Nel 1992 sapevamo poco, oggi l’IPCC (Intergovernmental Panel on Climate Change), non le manda a dire. Il mondo si sta scaldando più velocemente che in qualsiasi altro periodo degli ultimi 2000 anni, la concentrazione di CO2 atmosferica è tra le più alte degli ultimi due milioni di anni, il ritiro dei ghiacciai non ha precedenti da almeno 2000 anni, il ghiaccio marino scompare. Il bilancio energetico della terra è fortemente sbilanciato. Eventi metereologici estremi devastano e uccidono. Si susseguono a cadenza annuale conferenze planetarie sul clima, si afferma che bisogna decarbonizzare, si straparla di green economy e di transizione energetica. Ma il clima procede imperterrito nel suo stravolgimento, percorrendo strade a noi poco conosciute. E quando le avremo comprese il clima avrà raggiunto la meta delle catastrofe ambientale.
Certamente abbiamo compreso che alla base di tutto ciò v’è l’attività umana, il formidabile sviluppo industriale dall’ottocento in poi, la deforestazione, il consumo di suolo, abitudini alimentari sbagliate. Il progresso, il benessere, la loro progressiva distorsione. C’è ancora tempo? Forse sì. Non condivido il pessimismo riassunto nel titolo di un saggio di Jonathan Franzen, “E se smettessimo di fingere?”, ovvero non possiamo prevenire l’apocalisse ambientale. Ma gli ostacoli sono molti. I paesi emergenti che per decenni hanno guardato al nostro modello di sviluppo con invidia e appetito. Due miliardi e mezzo di indiani e cinesi che crescono economicamente bruciando gas e petrolio. Produttori di petrolio e compagnie petrolifere che non hanno alcuna intenzione di cambiare mestiere. Paesi che considerano la guerra e le acquisizioni territoriali come unica priorità.
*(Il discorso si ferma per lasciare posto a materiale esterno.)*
mod format;
mod json;

pub use format::compress_png;
pub use json::write_metadata;
use std::path::{Path, PathBuf};

use anyhow::{Context, Result};

use super::types::IsoConfig;

/// A loaded configuration file with its associated directory.
///
/// Paths in the config are relative to the config file location,
/// so we need to track where the config was loaded from.
#[derive(Debug, Clone)]
pub struct LoadedConfig {
    /// The parsed configuration
    pub config: IsoConfig,
    /// The directory containing the config file
    pub config_dir: PathBuf,
}

impl LoadedConfig {
    /// Load a config file from the given path.
    pub fn load(path: &Path) -> Result<Self> {
        let content = std::fs::read_to_string(path)
            .with_context(|| format!("failed to read config file: {}", path.display()))?;

        let config: IsoConfig = serde_json::from_str(&content)
            .with_context(|| format!("failed to parse config file: {}", path.display()))?;

        let config_dir = path
            .parent()
            .map(Path::to_path_buf)
            .unwrap_or_else(|| PathBuf::from("."));

        Ok(Self { config, config_dir })
    }

    /// Resolve a config path relative to the config file directory.
    ///
    /// Absolute paths are returned unchanged.
    pub fn resolve(&self, path: &str) -> PathBuf {
        self.config_dir.join(path)
    }

    pub fn blend_file(&self) -> Option<PathBuf> {
        self.config.blend_file.as_deref().map(|p| self.resolve(p))
    }

    /// A blank root is kept as-is so render validation still rejects it.
    pub fn output_root(&self) -> Option<PathBuf> {
        self.config.output_root.as_deref().map(|p| {
            if p.trim().is_empty() {
                PathBuf::from(p)
            } else {
                self.resolve(p)
            }
        })
    }

    pub fn blender_path(&self) -> Option<PathBuf> {
        self.config.blender_path.as_deref().map(|p| self.resolve(p))
    }

    pub fn montage_path(&self) -> Option<PathBuf> {
        self.config.montage_path.as_deref().map(|p| self.resolve(p))
    }
}

#[cfg(test)]
mod tests {
    use super::*;

    #[test]
    fn test_paths_relative_to_config_dir() {
        let dir = tempfile::tempdir().unwrap();
        let path = dir.path().join("walk.isorender");
        std::fs::write(
            &path,
            r#"{"blend_file": "art/knight.blend", "output_root": "/abs/renders"}"#,
        )
        .unwrap();

        let loaded = LoadedConfig::load(&path).unwrap();
        assert_eq!(loaded.blend_file(), Some(dir.path().join("art/knight.blend")));
        assert_eq!(loaded.output_root(), Some(PathBuf::from("/abs/renders")));
        assert_eq!(loaded.blender_path(), None);
    }

    #[test]
    fn test_blank_output_root_stays_blank() {
        let dir = tempfile::tempdir().unwrap();
        let path = dir.path().join("walk.isorender");
        std::fs::write(&path, r#"{"output_root": ""}"#).unwrap();

        let loaded = LoadedConfig::load(&path).unwrap();
        assert_eq!(loaded.output_root(), Some(PathBuf::new()));
    }

    #[test]
    fn test_invalid_json() {
        let dir = tempfile::tempdir().unwrap();
        let path = dir.path().join("broken.isorender");
        std::fs::write(&path, "{ not json").unwrap();

        let err = LoadedConfig::load(&path).unwrap_err();
        assert!(format!("{:#}", err).contains("failed to parse config file"));
    }
}
use clap::{Args, Parser, Subcommand};
use std::path::PathBuf;

#[derive(Parser, Debug)]
#[command(name = "isorender")]
#[command(version, about = "8-direction isometric sprite sheet renderer", long_about = None)]
pub struct CliArgs {
    #[command(subcommand)]
    pub command: Command,
}

#[derive(Subcommand, Debug, Clone)]
pub enum Command {
    /// Add the isometric camera rig to a .blend file
    SetupRig(SetupArgs),
    /// Remove the rig created by setup-rig
    RemoveRig(CommonArgs),
    /// Render all eight directions and build the sprite sheet
    Render(RenderArgs),
}

impl Command {
    pub fn common(&self) -> &CommonArgs {
        match self {
            Command::SetupRig(args) => &args.common,
            Command::RemoveRig(args) => args,
            Command::Render(args) => &args.common,
        }
    }
}

#[derive(Args, Debug, Clone)]
pub struct CommonArgs {
    /// The .blend file holding the animated object
    #[arg(required_unless_present = "config")]
    pub blend: Option<PathBuf>,

    /// Load settings from an .isorender config file
    #[arg(short = 'c', long, value_name = "FILE")]
    pub config: Option<PathBuf>,

    /// Blender executable [default: $BLENDER_PATH or blender on PATH]
    #[arg(long, value_name = "PATH")]
    pub blender: Option<PathBuf>,

    /// Deadline for each external process in seconds [default: 300]
    #[arg(long, value_name = "SECS")]
    pub timeout: Option<u64>,

    /// Verbose output
    #[arg(short, long)]
    pub verbose: bool,
}

#[derive(Args, Debug, Clone)]
pub struct SetupArgs {
    #[command(flatten)]
    pub common: CommonArgs,

    /// Render width in pixels [default: 300]
    #[arg(long)]
    pub width: Option<u32>,

    /// Render height in pixels [default: 300]
    #[arg(long)]
    pub height: Option<u32>,

    /// Render every Nth animation frame [default: 2]
    #[arg(long)]
    pub frame_step: Option<u32>,

    /// Name prefix for the rig objects [default: irh]
    #[arg(long)]
    pub prefix: Option<String>,
}

#[derive(Args, Debug, Clone)]
pub struct RenderArgs {
    #[command(flatten)]
    pub common: CommonArgs,

    /// Render output root; output goes to <ROOT>/<animation>/
    #[arg(short, long, value_name = "ROOT")]
    pub output_root: Option<String>,

    /// Object to render instead of the scene's active object
    #[arg(long)]
    pub object: Option<String>,

    /// Animation name to use instead of the object's current action
    #[arg(long)]
    pub action: Option<String>,

    /// Frame width in pixels [default: scene resolution]
    #[arg(long)]
    pub width: Option<u32>,

    /// Frame height in pixels [default: scene resolution]
    #[arg(long)]
    pub height: Option<u32>,

    /// ImageMagick montage executable [default: $MONTAGE_PATH or montage on PATH]
    #[arg(long, value_name = "PATH")]
    pub montage: Option<PathBuf>,

    /// Capture all directions first, then tile strips in parallel
    #[arg(long)]
    pub parallel: bool,

    /// Skip writing <animation>.json metadata
    #[arg(long)]
    pub no_metadata: bool,

    /// Compress the sheet PNG (0-6 or 'max'). Default level is 2 if flag is present without value.
    #[arg(long, value_name = "LEVEL", default_missing_value = "2", num_args = 0..=1)]
    pub compress: Option<CompressionLevel>,

    /// Write the merged settings to a config file
    #[arg(long, value_name = "FILE")]
    pub save_config: Option<PathBuf>,
}

/// PNG compression level (0-6 or max)
#[derive(Debug, Clone, Copy, PartialEq, Eq)]
pub enum CompressionLevel {
    /// Optimization level 0-6
    Level(u8),
    /// Maximum compression
    Max,
}

impl std::str::FromStr for CompressionLevel {
    type Err = String;

    fn from_str(s: &str) -> Result<Self, Self::Err> {
        if s.eq_ignore_ascii_case("max") {
            Ok(CompressionLevel::Max)
        } else {
            s.parse::<u8>()
                .map_err(|_e| format!("invalid compression level: {}", s))
                .and_then(|n| {
                    if n <= 6 {
                        Ok(CompressionLevel::Level(n))
                    } else {
                        Err(format!("compression level must be 0-6 or 'max', got {}", n))
                    }
                })
        }
    }
}

impl Default for CompressionLevel {
    fn default() -> Self {
        CompressionLevel::Level(2)
    }
}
La debolezza dell’Europa, l’ambiguità americana. La pigrizia mentale di molti di noi, il credito verso uno stile di vita sfrenato che pensiamo di avere dopo la punizione pandemica. Qualche giorno fa una rivista on line, Il Tascabile, ha pubblicato un’intervista a Ferdinando Cotugno, autore di un saggio dal titolo emblematico “Primavera ambientale. L’ultima rivoluzione per salvare la vita umana sulla terra”. Da cui emerge un concetto fondamentale, per contrastare la crisi climatica bisogna scardinare il sistema economico e di valori che governano le nostre esistenze.
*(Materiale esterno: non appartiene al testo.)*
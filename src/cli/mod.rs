mod args;

pub use args::{CliArgs, Command, CommonArgs, CompressionLevel, RenderArgs, SetupArgs};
E così tutto torna e si riassume nel principio generale della (in)giustizia climatica. Un mondo in cui non si interviene alla radice della questione climatica, condizionato da pulsioni di conquista, dall’ottusità di autocrati, teocrati, manipolatori dell’informazione, proprietari di fonti energetiche sarà sempre più ingiusto. E penso che sia necessario cambiare il registro della comunicazione. Smetterla di presentare il cambiamento climatico in modi tali da generare ansia, l’ecoansia, e invece convincere i popoli che perseguire la mitigazione delle sue conseguenze è una battaglia di affrancamento dal modello dello sviluppo senza limiti e di eguaglianza. Un modello che piace ma al tempo stesso è palesemente divisivo e irrealizzabile.
E’ nell’optimum climatico degli ultimi millenni che è fiorita la civiltà e homo sapiens ha fatto balzi giganteschi. E’ nello stravolgimento climatico che stanno maturando disparità, povertà, desertificazione delle terre e delle menti, pesanti minacce alla salute.